No Indemnification for Notary Misconduct
At a loan closing, the notary engaged by
Bank’s settlement agent allegedly fraudulently acknowledged the signature of an
imposter posing as the named borrower. When foreclosure proceedings began, the
Bank found out the named borrower had died a month before the closing. Faced
with an invalid lien, the Bank tendered a claim under its title insurance
policy. Following denial of the claim, Bank filed a breach of contract action
in federal court.
Title Insurer then filed a third-party
complaint (TPC) against the notary and the law firm by whom he was engaged,
seeking indemnity for damages under NY Executive Law §135. The TPC defendants
moved for dismissal and the court granted the motion. US Bank National Association v. Commonwealth Land Title Insurance Company, No 13-Civ-7626 (S.D.N.Y. March 23, 2015).
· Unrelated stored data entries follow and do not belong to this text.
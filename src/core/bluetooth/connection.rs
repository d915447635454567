//! bluest backed transport
//! Each `BluestTransport` turns the fire-and-forget `Transport` calls into
//! tokio tasks and reports their outcome as `TransportEnvelope`s.

use std::collections::HashMap;
use std::future::Future;
use std::sync::{Arc, Mutex, PoisonError};
use std::time::Duration;

use bluest::{Adapter, Characteristic, Device, Service, Uuid};
use log::{debug, error, info, warn};
use tokio::runtime::Handle;
use tokio::sync::mpsc;
use tokio_util::sync::CancellationToken;

use crate::core::bluetooth::device::DeviceDescriptor;
use crate::core::bluetooth::notification::NotificationHandler;
use crate::core::bluetooth::scanner::DeviceCache;
use crate::core::bluetooth::transport::{
    SessionId, Transport, TransportEnvelope, TransportError, TransportEvent, TransportFactory,
    WriteMode,
};

/// Delivers events of one session to the manager's event pump.
#[derive(Clone)]
pub struct EventSink {
    session: SessionId,
    address: String,
    events: mpsc::UnboundedSender<TransportEnvelope>,
}

impl EventSink {
    pub fn new(session: SessionId, address: String, events: mpsc::UnboundedSender<TransportEnvelope>) -> Self {
        Self { session, address, events }
    }

    pub fn emit(&self, event: TransportEvent) {
        let envelope = TransportEnvelope::new(self.session, self.address.clone(), event);
        if self.events.send(envelope).is_err() {
            debug!("Event pump gone, dropping event for {}", self.address);
        }
    }
}

/// Serialised GATT data operation
enum GattRequest {
    Read(Uuid),
    Write {
        characteristic: Uuid,
        data: Vec<u8>,
        mode: WriteMode,
    },
}

type CharacteristicCache = Arc<Mutex<HashMap<Uuid, Characteristic>>>;
type ServiceCache = Arc<Mutex<HashMap<Uuid, Service>>>;

fn cached<T: Clone>(cache: &Mutex<HashMap<Uuid, T>>, uuid: &Uuid) -> Option<T> {
    cache.lock().unwrap_or_else(PoisonError::into_inner).get(uuid).cloned()
}

fn store<T>(cache: &Mutex<HashMap<Uuid, T>>, uuid: Uuid, value: T) {
    cache.lock().unwrap_or_else(PoisonError::into_inner).insert(uuid, value);
}

/// GATT client session for one device.
pub struct BluestTransport {
    adapter: Adapter,
    device: Device,
    sink: EventSink,
    runtime: Handle,
    timeout: Duration,
    cancel_token: CancellationToken,
    services: ServiceCache,
    characteristics: CharacteristicCache,
    notification_handler: NotificationHandler,
    requests: mpsc::UnboundedSender<GattRequest>,
}

impl BluestTransport {
    pub fn new(adapter: Adapter, device: Device, sink: EventSink, runtime: Handle, timeout: Duration) -> Self {
        let cancel_token = CancellationToken::new();
        let characteristics: CharacteristicCache = Arc::new(Mutex::new(HashMap::new()));
        let (requests, request_rx) = mpsc::unbounded_channel();

        runtime.spawn(Self::process_requests(
            request_rx,
            characteristics.clone(),
            sink.clone(),
            cancel_token.clone(),
            timeout,
        ));

        let notification_handler = NotificationHandler::new(device.clone(), sink.clone(), cancel_token.clone());

        Self {
            adapter,
            device,
            sink,
            runtime,
            timeout,
            cancel_token,
            services: Arc::new(Mutex::new(HashMap::new())),
            characteristics,
            notification_handler,
            requests,
        }
    }

    /// Runs `operation` on the runtime unless the session gets cancelled first.
    fn spawn<Fut>(&self, operation: Fut)
    where
        Fut: Future<Output = ()> + Send + 'static,
    {
        let cancel_token = self.cancel_token.clone();
        self.runtime.spawn(async move {
            tokio::select! {
                _ = operation => {}
                _ = cancel_token.cancelled() => {}
            }
        });
    }

    /// Reads and writes go through one queue so they reach the device in call order.
    async fn process_requests(
        mut requests: mpsc::UnboundedReceiver<GattRequest>,
        characteristics: CharacteristicCache,
        sink: EventSink,
        cancel_token: CancellationToken,
        timeout: Duration,
    ) {
        loop {
            let request = tokio::select! {
                request = requests.recv() => match request {
                    Some(request) => request,
                    None => break,
                },
                _ = cancel_token.cancelled() => break,
            };

            match request {
                GattRequest::Read(uuid) => {
                    let Some(characteristic) = cached(&characteristics, &uuid) else {
                        warn!("Read of unresolved characteristic {}", uuid);
                        continue;
                    };
                    match tokio::time::timeout(timeout, characteristic.read()).await {
                        Ok(Ok(value)) => sink.emit(TransportEvent::CharacteristicRead {
                            characteristic: uuid,
                            value,
                        }),
                        Ok(Err(e)) => warn!("Failed to read characteristic {}: {}", uuid, e),
                        Err(_) => warn!("Read of characteristic {} timed out", uuid),
                    }
                }
                GattRequest::Write { characteristic: uuid, data, mode } => {
                    let Some(characteristic) = cached(&characteristics, &uuid) else {
                        warn!("Write to unresolved characteristic {}", uuid);
                        continue;
                    };
                    let result = match mode {
                        WriteMode::WithResponse => {
                            tokio::time::timeout(timeout, characteristic.write(&data)).await
                        }
                        WriteMode::WithoutResponse => {
                            tokio::time::timeout(timeout, characteristic.write_without_response(&data)).await
                        }
                    };
                    match result {
                        Ok(Ok(())) => debug!("Wrote {} bytes to {}", data.len(), uuid),
                        Ok(Err(e)) => warn!("Failed to write characteristic {}: {}", uuid, e),
                        Err(_) => warn!("Write to characteristic {} timed out", uuid),
                    }
                }
            }
        }
        debug!("GATT request queue closed");
    }

    fn enqueue(&self, request: GattRequest) {
        if self.requests.send(request).is_err() {
            warn!("GATT request queue closed for {}", self.device.id());
        }
    }
}

impl Transport for BluestTransport {
    fn connect(&mut self) {
        let adapter = self.adapter.clone();
        let device = self.device.clone();
        let sink = self.sink.clone();
        let timeout = self.timeout;

        self.spawn(async move {
            if device.is_connected().await {
                info!("Device {} already connected", device.id());
                sink.emit(TransportEvent::Connected);
                return;
            }
            info!("Initiating connection to {}...", device.id());
            match tokio::time::timeout(timeout, adapter.connect_device(&device)).await {
                Ok(Ok(())) => sink.emit(TransportEvent::Connected),
                Ok(Err(e)) => {
                    error!("Connection to {} failed: {}", device.id(), e);
                    sink.emit(TransportEvent::Error(e.to_string()));
                }
                Err(_) => {
                    error!("Connection to {} timed out", device.id());
                    sink.emit(TransportEvent::Error("Connection timed out".to_string()));
                }
            }
        });
    }

    fn disconnect(&mut self) {
        self.cancel_token.cancel();

        let adapter = self.adapter.clone();
        let device = self.device.clone();
        let timeout = self.timeout;
        self.runtime.spawn(async move {
            if !device.is_connected().await {
                debug!("Device {} not connected", device.id());
                return;
            }
            match tokio::time::timeout(timeout, adapter.disconnect_device(&device)).await {
                Ok(Ok(())) => info!("Successfully disconnected from {}", device.id()),
                Ok(Err(e)) => warn!("Failed to disconnect from {}: {}", device.id(), e),
                Err(_) => warn!("Disconnect from {} timed out", device.id()),
            }
        });
    }

    fn discover_services(&mut self) {
        let device = self.device.clone();
        let services = self.services.clone();
        let sink = self.sink.clone();
        let timeout = self.timeout;

        self.spawn(async move {
            match tokio::time::timeout(timeout, device.services()).await {
                Ok(Ok(found)) => {
                    for service in found {
                        let uuid = service.uuid();
                        store(&services, uuid, service);
                        sink.emit(TransportEvent::ServiceDiscovered(uuid));
                    }
                    sink.emit(TransportEvent::DiscoveryFinished);
                }
                Ok(Err(e)) => sink.emit(TransportEvent::Error(format!("Service discovery failed: {e}"))),
                Err(_) => sink.emit(TransportEvent::Error("Service discovery timed out".to_string())),
            }
        });
    }

    fn discover_details(&mut self, service: Uuid) {
        let services = self.services.clone();
        let characteristics = self.characteristics.clone();
        let sink = self.sink.clone();
        let timeout = self.timeout;

        self.spawn(async move {
            let Some(remote) = cached(&services, &service) else {
                sink.emit(TransportEvent::Error(format!("Service {service} was not discovered")));
                return;
            };
            match tokio::time::timeout(timeout, remote.characteristics()).await {
                Ok(Ok(found)) => {
                    let mut uuids = Vec::with_capacity(found.len());
                    for characteristic in found {
                        let uuid = characteristic.uuid();
                        debug!("Found characteristic {} in service {}", uuid, service);
                        store(&characteristics, uuid, characteristic);
                        uuids.push(uuid);
                    }
                    sink.emit(TransportEvent::ServiceDetailsDiscovered {
                        service,
                        characteristics: uuids,
                    });
                }
                Ok(Err(e)) => sink.emit(TransportEvent::Error(format!(
                    "Characteristic discovery failed: {e}"
                ))),
                Err(_) => sink.emit(TransportEvent::Error(
                    "Characteristic discovery timed out".to_string(),
                )),
            }
        });
    }

    fn enable_notifications(&mut self, characteristic: Uuid) {
        match cached(&self.characteristics, &characteristic) {
            Some(remote) => self.notification_handler.setup_notifications(&self.runtime, remote),
            None => warn!("Cannot subscribe to unresolved characteristic {}", characteristic),
        }
    }

    fn read(&mut self, characteristic: Uuid) {
        self.enqueue(GattRequest::Read(characteristic));
    }

    fn write(&mut self, characteristic: Uuid, data: &[u8], mode: WriteMode) {
        self.enqueue(GattRequest::Write {
            characteristic,
            data: data.to_vec(),
            mode,
        });
    }
}

impl Drop for BluestTransport {
    fn drop(&mut self) {
        self.cancel_token.cancel();
    }
}

/// Opens `BluestTransport`s for devices found by the scanner.
pub struct BluestTransportFactory {
    adapter: Adapter,
    devices: DeviceCache,
    events: mpsc::UnboundedSender<TransportEnvelope>,
    runtime: Handle,
    timeout: Duration,
}

impl BluestTransportFactory {
    pub fn new(
        adapter: Adapter,
        devices: DeviceCache,
        events: mpsc::UnboundedSender<TransportEnvelope>,
        runtime: Handle,
        timeout: Duration,
    ) -> Self {
        Self {
            adapter,
            devices,
            events,
            runtime,
            timeout,
        }
    }
}

impl TransportFactory for BluestTransportFactory {
    fn open(
        &mut self,
        descriptor: &DeviceDescriptor,
        session: SessionId,
    ) -> Result<Box<dyn Transport>, TransportError> {
        let device = self
            .devices
            .lock()
            .unwrap_or_else(PoisonError::into_inner)
            .get(&descriptor.address)
            .map(|found| found.device.clone())
            .ok_or_else(|| TransportError::UnknownDevice(descriptor.address.clone()))?;

        let sink = EventSink::new(session, descriptor.address.clone(), self.events.clone());
        Ok(Box::new(BluestTransport::new(
            self.adapter.clone(),
            device,
            sink,
            self.runtime.clone(),
            self.timeout,
        )))
    }
}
The Court found itself bound by New York
case law denying indemnification “where the underlying action is one for breach of
contract, … because the defendant, if found liable to the plaintiff in the
underlying action, will have necessarily participated in the wrongdoing by
breaching the contract.”
In addition to the faulty
notarization, Commonwealth alleged that U.S. Bank's mortgage broker and several
of its employees submitted false credit reports, false employment
verifications, and a false property appraisal in order to induce U.S. Bank to
make the loan and that some of the TPC defendants submitted a false HUD-1 after
the closing, knowingly omitting the payment of proceeds to a third party who is
believed to have laundered the funds.
The Court acknowledged the dismissal could “result in injustice to
Commonwealth should Commonwealth be found liable to U.S. Bank purely as a
result of third parties' fraud or misconduct and through no fault of its own.”
Indeed, in a lengthy footnote, the Court suggested arguments by which Commonwealth
might prevail over a statute-of-limitations defense to “pursuing
direct claims against the third-party defendants, either for violation of Exec.
Law § 135 or more generally for fraud.”